Free testosterone may be a better tool to diagnose hypogonadism
That's the conclusion of research by Dr Leen Antonio based on a European study into aging males.
She found that men with low Free T (in this case below 6.3 ng/dL / 220 pmol/L), but normal T, exhibited more symptoms than those with low TT (under 300 ng/dL / 10.5 nmol/L) and higher Free T.
The conclusion is that clinicians should be using Free T to make a diagnosis. This might explain why some people with higher TT levels can be symptomatic, whereas those with low TT might feel fine.

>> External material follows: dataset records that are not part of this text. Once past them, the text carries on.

//! Scalar field widgets
//!
//! Text-like inputs, textareas, selects, radios and switches, plus the
//! [`FieldWidget`] dispatcher that picks a widget from the field kind.

use gymdash::forms::render::label_raised;
use gymdash::forms::{CharacterCounter, FieldDescriptor, FieldValue, SelectOption, WidgetKind};
use leptos::prelude::*;

use super::image_field::ImageDropZone;
use super::meal_items::MealItemsEditor;
use super::paginated_select::PaginatedSelect;
use super::FormSignal;

// ============================================================================
// Dispatcher
// ============================================================================

/// Renders the widget matching `field.kind`
#[component]
pub fn FieldWidget(form: FormSignal, field: FieldDescriptor) -> impl IntoView {
    match WidgetKind::for_field(&field.kind) {
        WidgetKind::Input(input_type) => {
            view! { <FieldInput form=form field=field input_type=input_type /> }.into_any()
        }
        WidgetKind::TextArea => view! { <TextAreaField form=form field=field /> }.into_any(),
        WidgetKind::Select => view! { <SelectField form=form field=field /> }.into_any(),
        WidgetKind::Radio => view! { <RadioField form=form field=field /> }.into_any(),
        WidgetKind::Switch => view! { <SwitchField form=form field=field /> }.into_any(),
        WidgetKind::PaginatedSelect => {
            view! { <PaginatedSelect form=form field=field /> }.into_any()
        }
        WidgetKind::ImageDrop => view! { <ImageDropZone form=form field=field /> }.into_any(),
        WidgetKind::RepeatableGroup => {
            view! { <MealItemsEditor form=form field=field /> }.into_any()
        }
    }
}

// ============================================================================
// Shared helpers
// ============================================================================

pub(super) fn commit(form: FormSignal, name: &str, value: FieldValue) {
    form.update(|f| {
        if let Err(e) = f.set_field_value(name, value) {
            log::warn!("Dropped change for {}: {}", name, e);
        }
    });
}

pub(super) fn touch(form: FormSignal, name: &str) {
    form.update(|f| {
        if let Err(e) = f.set_field_touched(name) {
            log::warn!("Dropped blur for {}: {}", name, e);
        }
    });
}

pub(super) fn text_of(form: FormSignal, name: &str) -> String {
    form.with(|f| f.value(name).map(|v| v.as_text().into_owned()).unwrap_or_default())
}

pub(super) fn is_disabled(form: FormSignal, name: &str) -> bool {
    form.with(|f| f.field(name).map(|d| d.disabled).unwrap_or(false))
}

pub(super) fn border_class(form: FormSignal, name: &str) -> &'static str {
    if form.with(|f| f.visible_error(name).is_some()) {
        "border-red-500 focus:ring-red-500"
    } else {
        "border-gray-300 focus:ring-blue-500"
    }
}

/// Label with a required marker that follows `required_when`
#[component]
pub fn FieldLabel(form: FormSignal, name: String, label: String) -> impl IntoView {
    let required = move || form.with(|f| f.is_required(&name));
    view! {
        <label class="block text-sm font-medium text-gray-700 mb-1">
            {label}
            <Show when=required>
                <span class="text-red-500 ml-0.5">"*"</span>
            </Show>
        </label>
    }
}

/// Inline message under a field, shown only once the error is visible
#[component]
pub fn FieldError(form: FormSignal, name: String) -> impl IntoView {
    let message = move || form.with(|f| f.visible_error(&name).map(String::from));
    view! {
        {move || message().map(|msg| view! {
            <p class="mt-1 text-xs text-red-600">{msg}</p>
        })}
    }
}

#[component]
fn FieldHint(hint: Option<String>) -> impl IntoView {
    hint.map(|h| view! { <p class="mt-1 text-xs text-gray-500">{h}</p> })
}

// ============================================================================
// Text-like inputs
// ============================================================================

/// Text, email, password, number, date and url inputs with a floating label
#[component]
pub fn FieldInput(form: FormSignal, field: FieldDescriptor, input_type: &'static str) -> impl IntoView {
    let name = field.name.clone();
    let (focused, set_focused) = signal(false);
    let placeholder = field.placeholder.clone().unwrap_or_default();

    let name_for_value = name.clone();
    let name_for_input = name.clone();
    let name_for_blur = name.clone();
    let name_for_status = name.clone();
    let name_for_class = name.clone();
    let name_for_disabled = name.clone();
    let name_for_label = name.clone();

    let raised = move || {
        let has_value = !text_of(form, &name_for_label).is_empty();
        label_raised(focused.get(), has_value)
    };
    let required = {
        let name = name.clone();
        move || form.with(|f| f.is_required(&name))
    };
    let status = move || form.with(|f| f.field_status(&name_for_status));
    let status_class = status.clone();

    view! {
        <div class="relative mb-4">
            <input
                type=input_type
                id=name.clone()
                class=move || format!(
                    "peer w-full px-3 pt-5 pb-2 text-sm border rounded-md focus:outline-none focus:ring-2 disabled:bg-gray-100 {}",
                    border_class(form, &name_for_class)
                )
                placeholder=move || if focused.get() { placeholder.clone() } else { String::new() }
                disabled=move || is_disabled(form, &name_for_disabled)
                prop:value=move || text_of(form, &name_for_value)
                on:focus=move |_| set_focused.set(true)
                on:input=move |ev| commit(form, &name_for_input, FieldValue::text(event_target_value(&ev)))
                on:blur=move |_| {
                    set_focused.set(false);
                    touch(form, &name_for_blur);
                }
            />
            <label
                for=name.clone()
                class=move || if raised() {
                    "absolute left-3 top-1 text-xs text-gray-500 transition-all"
                } else {
                    "absolute left-3 top-3.5 text-sm text-gray-400 transition-all"
                }
            >
                {field.label.clone()}
                <Show when=required>
                    <span class="text-red-500 ml-0.5">"*"</span>
                </Show>
            </label>
            <span class=move || format!("absolute right-3 top-3.5 text-sm {}", status_class().css_class())>
                {move || status().glyph()}
            </span>
            <FieldHint hint=field.hint.clone() />
            <FieldError form=form name=name.clone() />
        </div>
    }
}

// ============================================================================
// TextArea
// ============================================================================

/// Multi-line input with a live character counter
#[component]
pub fn TextAreaField(form: FormSignal, field: FieldDescriptor) -> impl IntoView {
    let name = field.name.clone();
    let rows = match &field.kind {
        gymdash::forms::FieldKind::Textarea { rows } => rows.unwrap_or(4),
        _ => 4,
    };
    let max_length = field.validation.max_length;

    let name_for_value = name.clone();
    let name_for_input = name.clone();
    let name_for_blur = name.clone();
    let name_for_class = name.clone();
    let name_for_disabled = name.clone();
    let name_for_counter = name.clone();

    let counter = move || CharacterCounter::new(&text_of(form, &name_for_counter), max_length);
    let counter_class = counter.clone();

    view! {
        <div class="mb-4">
            <FieldLabel form=form name=name.clone() label=field.label.clone() />
            <textarea
                rows=rows.to_string()
                class=move || format!(
                    "w-full px-3 py-2 text-sm border rounded-md focus:outline-none focus:ring-2 disabled:bg-gray-100 {}",
                    border_class(form, &name_for_class)
                )
                placeholder=field.placeholder.clone().unwrap_or_default()
                disabled=move || is_disabled(form, &name_for_disabled)
                prop:value=move || text_of(form, &name_for_value)
                on:input=move |ev| commit(form, &name_for_input, FieldValue::text(event_target_value(&ev)))
                on:blur=move |_| touch(form, &name_for_blur)
            />
            <div class="flex justify-between">
                <FieldError form=form name=name.clone() />
                <span class=move || if counter_class().is_over() {
                    "ml-auto text-xs text-red-600"
                } else {
                    "ml-auto text-xs text-gray-400"
                }>
                    {move || counter().label()}
                </span>
            </div>
        </div>
    }
}

// ============================================================================
// Select / Radio
// ============================================================================

/// Static dropdown
#[component]
pub fn SelectField(form: FormSignal, field: FieldDescriptor) -> impl IntoView {
    let name = field.name.clone();
    let options: Vec<SelectOption> = field.kind.options().map(<[_]>::to_vec).unwrap_or_default();

    let name_for_value = name.clone();
    let name_for_change = name.clone();
    let name_for_blur = name.clone();
    let name_for_class = name.clone();
    let name_for_disabled = name.clone();

    view! {
        <div class="mb-4">
            <FieldLabel form=form name=name.clone() label=field.label.clone() />
            <select
                class=move || format!(
                    "w-full px-3 py-2 text-sm border rounded-md bg-white focus:outline-none focus:ring-2 {}",
                    border_class(form, &name_for_class)
                )
                disabled=move || is_disabled(form, &name_for_disabled)
                prop:value=move || text_of(form, &name_for_value)
                on:change=move |ev| commit(form, &name_for_change, FieldValue::text(event_target_value(&ev)))
                on:blur=move |_| touch(form, &name_for_blur)
            >
                <option value="">{field.placeholder.clone().unwrap_or_else(|| "-- Select --".to_string())}</option>
                {options.into_iter().map(|opt| view! {
                    <option value=opt.value.clone()>{opt.label}</option>
                }).collect_view()}
            </select>
            <FieldError form=form name=name.clone() />
        </div>
    }
}

/// Radio group; committing a choice also marks the field touched
#[component]
pub fn RadioField(form: FormSignal, field: FieldDescriptor) -> impl IntoView {
    let name = field.name.clone();
    let options: Vec<SelectOption> = field.kind.options().map(<[_]>::to_vec).unwrap_or_default();

    view! {
        <div class="mb-4">
            <FieldLabel form=form name=name.clone() label=field.label.clone() />
            <div class="flex flex-wrap gap-4">
                {options.into_iter().map(|opt| {
                    let name_for_checked = name.clone();
                    let name_for_change = name.clone();
                    let name_for_disabled = name.clone();
                    let value = opt.value.clone();
                    let value_for_checked = opt.value.clone();
                    view! {
                        <label class="inline-flex items-center gap-2 text-sm text-gray-700">
                            <input
                                type="radio"
                                name=name.clone()
                                value=opt.value.clone()
                                disabled=move || is_disabled(form, &name_for_disabled)
                                prop:checked=move || text_of(form, &name_for_checked) == value_for_checked
                                on:change=move |_| {
                                    commit(form, &name_for_change, FieldValue::text(value.clone()));
                                    touch(form, &name_for_change);
                                }
                            />
                            {opt.label}
                        </label>
                    }
                }).collect_view()}
            </div>
            <FieldError form=form name=name.clone() />
        </div>
    }
}

// ============================================================================
// Switch
// ============================================================================

/// Boolean toggle; checked only on submit
#[component]
pub fn SwitchField(form: FormSignal, field: FieldDescriptor) -> impl IntoView {
    let name = field.name.clone();
    let name_for_checked = name.clone();
    let name_for_change = name.clone();
    let name_for_disabled = name.clone();

    let checked = move || form.with(|f| f.value(&name_for_checked).map(FieldValue::as_bool).unwrap_or(false));

    view! {
        <div class="mb-4 flex items-center justify-between">
            <FieldLabel form=form name=name.clone() label=field.label.clone() />
            <label class="relative inline-flex items-center cursor-pointer">
                <input
                    type="checkbox"
                    class="sr-only peer"
                    disabled=move || is_disabled(form, &name_for_disabled)
                    prop:checked=checked
                    on:change=move |ev| commit(form, &name_for_change, FieldValue::Bool(event_target_checked(&ev)))
                />
                <div class="w-11 h-6 bg-gray-200 rounded-full peer-checked:bg-blue-600 after:content-[''] after:absolute after:top-0.5 after:left-0.5 after:bg-white after:rounded-full after:h-5 after:w-5 after:transition-all peer-checked:after:translate-x-5"></div>
            </label>
        </div>
        <FieldError form=form name=name.clone() />
    }
}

There's an overview of the research at Medscape, and Endocrine Abstracts has the abstract.
The following are guidelines for diagnosing hypogonadism from Free T. Note that calculated values don't always agree with direct measurements.
- The ISA, ISSAM, EAU, EAA and ASA recommend 65 pg/mL (226 pmol/L) is used as the lower bound for calculated free testosterone. (Source)
- The ISMH suggest that a free testosterone level of 5.2 ng/dL / 180 pmol/L is the cut-off for hypogonadism, and replacement therapy isn’t needed if it’s above 7.2 ng/dL / 250 pmol/L. (Source)
- The Endocrine Society recommendations don’t give an explicit value, but recommend using the lab's ranges. For a direct measurement this is typically 4.9 to 8.9 ng/dL / 170 to 310 pmol/L. (Source)
- The Nebido Testosterone Management Tool recommends a calculated Free T value of 8 ng/dL / 270 pmol/L as the cut-off. This is from an article in The American Journal of Medicine. (Source)
There seem to be a few postings from people with TT some way over 300 ng/dL who are symptomatic, and so the above might give hints of where to look.